Armed with the strongest dollar in three decades, Canadian shoppers have been flocking south of the border in search of the best bargains on everything from clothes to books to booze.
But a Canadian consumer group has a warning: Watch which currency you are plunking down for deals in the US.
Bruce Cran, president of the Ottawa-based Consumers' Association of Canada, said that since the two currencies hit parity, he has been getting calls and e-mails from across the country about US merchants whose exchange rates are all over the map.

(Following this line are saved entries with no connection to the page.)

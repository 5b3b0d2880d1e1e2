//! 크레이트 전반에서 사용되는 공통 타입.

mod credentials;
mod decimal;
mod interval;
mod symbol;

pub use credentials::*;
pub use decimal::*;
pub use interval::*;
pub use symbol::*;
//! 서명된 REST 요청 빌더.
//!
//! 모든 거래소 커넥터가 공유하는 요청 파이프라인:
//! 1. 쿼리 문자열 구성 (서명 요청이면 `timestamp` 추가 후 HMAC-SHA256 서명)
//! 2. `X-MBX-APIKEY`, `Accept: application/json` 헤더로 요청 전송
//! 3. 응답 JSON을 대상 타입으로 역직렬화
//!
//! 재시도, 백오프, rate limit 처리는 하지 않습니다.

use std::time::Duration;

use chrono::Utc;
use cryptex_core::{ApiMethod, Credentials};
use hmac::{Hmac, Mac};
use reqwest::{Client, Method, StatusCode};
use serde::de::DeserializeOwned;
use serde::Deserialize;
use sha2::Sha256;
use tracing::{debug, error, warn};

use crate::error::ExchangeError;
use crate::traits::ExchangeResult;

type HmacSha256 = Hmac<Sha256>;

/// API 키 헤더 이름.
pub const API_KEY_HEADER: &str = "X-MBX-APIKEY";

/// 거래소 에러 응답 본문 (`{"code": -1100, "msg": "..."}`).
#[derive(Debug, Deserialize)]
struct ApiErrorBody {
    #[serde(default)]
    code: i32,
    #[serde(default)]
    msg: String,
}

/// HMAC-SHA256으로 페이로드를 서명하고 소문자 16진수로 반환.
pub fn sign(secret: &str, payload: &str) -> ExchangeResult<String> {
    let mut mac = HmacSha256::new_from_slice(secret.as_bytes())
        .map_err(|e| ExchangeError::invalid_argument("api_secret", e.to_string()))?;
    mac.update(payload.as_bytes());
    Ok(hex::encode(mac.finalize().into_bytes()))
}

/// 현재 UTC 유닉스 시간 (밀리초).
pub fn timestamp_ms() -> u64 {
    Utc::now().timestamp_millis().max(0) as u64
}

/// 서명된 쿼리 문자열 생성.
///
/// `query`에 `timestamp=<ts>`를 붙이고(비어 있지 않으면 `&`로 연결),
/// 그 결과 전체에 대한 서명을 `&signature=<sig>`로 덧붙입니다.
pub fn signed_query(query: Option<&str>, timestamp: u64, secret: &str) -> ExchangeResult<String> {
    let with_timestamp = match query.filter(|q| !q.is_empty()) {
        Some(q) => format!("{}&timestamp={}", q, timestamp),
        None => format!("timestamp={}", timestamp),
    };
    let signature = sign(secret, &with_timestamp)?;
    Ok(format!("{}&signature={}", with_timestamp, signature))
}

/// 엔드포인트와 쿼리를 합쳐 요청 경로를 만듭니다. 빈 쿼리는 `?`를 붙이지 않습니다.
pub fn build_path(endpoint: &str, query: Option<&str>) -> String {
    match query.filter(|q| !q.is_empty()) {
        Some(q) => format!("{}?{}", endpoint, q),
        None => endpoint.to_string(),
    }
}

fn http_method(method: ApiMethod) -> Method {
    match method {
        ApiMethod::Get => Method::GET,
        ApiMethod::Post => Method::POST,
        ApiMethod::Put => Method::PUT,
        ApiMethod::Delete => Method::DELETE,
    }
}

/// 자격증명을 보유한 REST 클라이언트.
///
/// 자격증명과 기본 URL은 생성 시 고정되며, 호출 간 공유 상태는 없습니다.
#[derive(Debug, Clone)]
pub struct RestClient {
    credentials: Credentials,
    http: Client,
}

impl RestClient {
    /// 새 REST 클라이언트 생성.
    ///
    /// `timeout`이 `None`이면 HTTP 클라이언트 기본값을 사용합니다.
    ///
    /// # Errors
    /// HTTP 클라이언트 생성에 실패하면 `ExchangeError::NetworkError`를 반환합니다.
    pub fn new(credentials: Credentials, timeout: Option<Duration>) -> ExchangeResult<Self> {
        let mut builder = Client::builder();
        if let Some(timeout) = timeout {
            builder = builder.timeout(timeout);
        }
        let http = builder.build().map_err(|e| {
            ExchangeError::NetworkError(format!("Failed to build HTTP client: {}", e))
        })?;

        Ok(Self { credentials, http })
    }

    /// 보유 중인 자격증명.
    pub fn credentials(&self) -> &Credentials {
        &self.credentials
    }

    /// REST 기본 URL.
    pub fn base_url(&self) -> &str {
        &self.credentials.base_url
    }

    /// 서명 요청이 가능한지 확인.
    pub fn has_credentials(&self) -> bool {
        self.credentials.has_credentials()
    }

    /// 요청 경로(엔드포인트 + 쿼리)를 만듭니다.
    ///
    /// 서명 요청은 `timestamp`로 현재 시각을 사용합니다.
    pub fn request_path(
        &self,
        endpoint: &str,
        signed: bool,
        query: Option<&str>,
    ) -> ExchangeResult<String> {
        if endpoint.trim().is_empty() {
            return Err(ExchangeError::invalid_argument(
                "endpoint",
                "endpoint cannot be empty",
            ));
        }

        if !signed {
            return Ok(build_path(endpoint, query));
        }

        if !self.has_credentials() {
            return Err(ExchangeError::Unauthorized(format!(
                "{} requires API credentials",
                endpoint
            )));
        }

        let query = signed_query(query, timestamp_ms(), self.credentials.api_secret())?;
        Ok(build_path(endpoint, Some(&query)))
    }

    /// 요청을 실행하고 응답 JSON을 `T`로 역직렬화합니다.
    ///
    /// - `signed`가 true면 `timestamp`와 `signature`를 추가합니다.
    /// - HTTP 504는 `RequestTimeout`, 그 외 실패 상태는 `ApiError`가 됩니다.
    pub async fn call<T: DeserializeOwned>(
        &self,
        method: ApiMethod,
        endpoint: &str,
        signed: bool,
        query: Option<&str>,
    ) -> ExchangeResult<T> {
        let path = self.request_path(endpoint, signed, query)?;
        let url = format!("{}{}", self.base_url(), path);

        if signed {
            debug!(%method, endpoint, "REST request (signed)");
        } else {
            debug!(%method, path = %path, "REST request");
        }

        let response = self
            .http
            .request(http_method(method), &url)
            .header(API_KEY_HEADER, &self.credentials.api_key)
            .header(reqwest::header::ACCEPT, "application/json")
            .send()
            .await?;

        handle_response(endpoint, response).await
    }
}

/// API 응답 처리.
async fn handle_response<T: DeserializeOwned>(
    endpoint: &str,
    response: reqwest::Response,
) -> ExchangeResult<T> {
    let status = response.status();
    let body = response.text().await?;

    if status.is_success() {
        return serde_json::from_str(&body).map_err(|e| {
            error!(endpoint, error = %e, "Failed to parse response body");
            ExchangeError::ParseError(e.to_string())
        });
    }

    if status == StatusCode::GATEWAY_TIMEOUT {
        warn!(endpoint, "Gateway timeout");
        return Err(ExchangeError::RequestTimeout(format!(
            "{} returned {}",
            endpoint, status
        )));
    }

    Err(parse_api_error(&body))
}

/// 실패 응답 본문을 `ApiError`로 변환. JSON이 아니면 `{0, ""}`.
fn parse_api_error(body: &str) -> ExchangeError {
    let parsed = serde_json::from_str::<ApiErrorBody>(body).unwrap_or(ApiErrorBody {
        code: 0,
        msg: String::new(),
    });
    ExchangeError::ApiError {
        code: parsed.code,
        message: parsed.msg,
    }
}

In Bellingham, Washington, one store recently offered a rate of only US$0.75 on the Canadian dollar. At another shop in Buffalo, New York, a Canadian dollar was worth just US$0.60, Cran said.
"It's morally reprehensible, but an informed consumer shouldn't even shop there," Cran said.
During last year's Thanksgiving weekend in Fargo, North Dakota, sporting goods retailer Scheels was among those taking Canadian money at par. Others, like Target, were close, giving US$0.93 for a Canadian dollar. But at Gordmans, a discount clothing store chain, the Canadian currency was only worth US$0.75 -- the exchange rate last in effect in August 2004, according to the Bank of Canada's Web site.
"I think I would've turned around on my heels," said Jeanette Shewchuk, a Canadian who spent part of the Thanksgiving weekend searching for bargains in North Dakota.
"It should reflect the markets. It's not fair," she said.
Unfortunately, Cran says, there is not much stopping retailers from charging whatever rate they like.
"It is buyer beware," he said.
Cran's advice: Change your money at a Canadian bank before you cross the border.
That is exactly what Adrienne Ross of Vernon, British Columbia, did for a shopping weekend in Seattle. She picked up her US funds before making the seven-hour drive south.
"I usually don't do it, because I don't like having that much cash on me," Ross, 27, said.
This time, she decided to get American currency for a few reasons. Ross did not want to pay the fee charged by credit card companies to convert currencies, and she wanted to avoid a repeat of past experiences with stores flatly refusing to accept Canadian money.
Local business groups are noticing that, too.
David Martin, the head of the Fargo-Moorhead Chamber of Commerce, sounded apologetic about some businesses in his city -- about a two-hour drive from the Canada-US border -- that have trouble with Canadian cash.
Martin pointed out that some retailers, especially smaller ones, are not equipped to handle other currencies. Still, through its Web site and newsletters, the chamber encourages local businesses to accept Canadian money at the bank's exchange rate.